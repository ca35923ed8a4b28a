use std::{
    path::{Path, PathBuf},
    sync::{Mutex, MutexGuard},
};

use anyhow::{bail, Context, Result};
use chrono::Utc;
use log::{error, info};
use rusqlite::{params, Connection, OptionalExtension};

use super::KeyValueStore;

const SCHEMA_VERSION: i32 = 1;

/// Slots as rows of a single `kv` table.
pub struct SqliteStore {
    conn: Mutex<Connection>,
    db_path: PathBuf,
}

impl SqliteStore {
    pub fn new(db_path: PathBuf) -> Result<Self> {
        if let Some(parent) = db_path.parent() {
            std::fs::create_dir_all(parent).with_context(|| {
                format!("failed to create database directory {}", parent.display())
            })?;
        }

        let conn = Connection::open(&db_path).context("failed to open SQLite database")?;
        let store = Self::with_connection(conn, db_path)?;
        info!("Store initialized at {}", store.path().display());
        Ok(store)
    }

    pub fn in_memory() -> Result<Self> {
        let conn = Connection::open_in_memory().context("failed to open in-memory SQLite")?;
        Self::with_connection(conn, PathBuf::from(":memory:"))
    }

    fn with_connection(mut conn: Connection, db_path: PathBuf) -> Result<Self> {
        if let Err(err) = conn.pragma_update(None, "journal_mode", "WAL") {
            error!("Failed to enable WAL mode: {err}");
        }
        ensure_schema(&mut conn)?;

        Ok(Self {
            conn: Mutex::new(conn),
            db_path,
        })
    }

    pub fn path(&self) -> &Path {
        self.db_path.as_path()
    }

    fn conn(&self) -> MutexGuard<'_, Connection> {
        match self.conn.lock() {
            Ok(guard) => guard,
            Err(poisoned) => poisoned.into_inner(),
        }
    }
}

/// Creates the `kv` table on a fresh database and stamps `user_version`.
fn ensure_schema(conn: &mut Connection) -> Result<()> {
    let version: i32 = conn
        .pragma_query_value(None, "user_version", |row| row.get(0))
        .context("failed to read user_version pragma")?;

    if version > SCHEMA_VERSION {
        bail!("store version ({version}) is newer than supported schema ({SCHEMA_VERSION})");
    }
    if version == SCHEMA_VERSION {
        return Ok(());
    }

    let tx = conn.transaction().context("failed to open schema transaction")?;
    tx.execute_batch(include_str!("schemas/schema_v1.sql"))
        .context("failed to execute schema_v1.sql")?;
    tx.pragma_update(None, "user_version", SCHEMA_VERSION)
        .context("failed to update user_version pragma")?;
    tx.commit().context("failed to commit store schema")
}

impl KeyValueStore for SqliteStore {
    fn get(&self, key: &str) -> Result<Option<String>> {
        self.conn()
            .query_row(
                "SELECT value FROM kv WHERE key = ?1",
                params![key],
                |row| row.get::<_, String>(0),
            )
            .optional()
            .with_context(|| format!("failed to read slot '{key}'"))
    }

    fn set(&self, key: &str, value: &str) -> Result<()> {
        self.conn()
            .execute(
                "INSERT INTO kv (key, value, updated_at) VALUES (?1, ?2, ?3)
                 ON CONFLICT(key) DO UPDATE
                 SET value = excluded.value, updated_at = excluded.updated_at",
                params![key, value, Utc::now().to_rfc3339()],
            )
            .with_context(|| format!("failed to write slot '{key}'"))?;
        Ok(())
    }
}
■ ■ ■ ■ ■
* [Task goal]
All lines from the opening of the records through the line where "Slots as rows" occurs are to be output verbatim. No other line belongs in the answer.

* [Solution]
repository ca35923ed8a4b28a
use std::{
    path::{Path, PathBuf},
    sync::{Mutex, MutexGuard},
};

use anyhow::{bail, Context, Result};
use chrono::Utc;
use log::{error, info};
use rusqlite::{params, Connection, OptionalExtension};

use super::KeyValueStore;

const SCHEMA_VERSION: i32 = 1;

/// Slots as rows of a single `kv` table.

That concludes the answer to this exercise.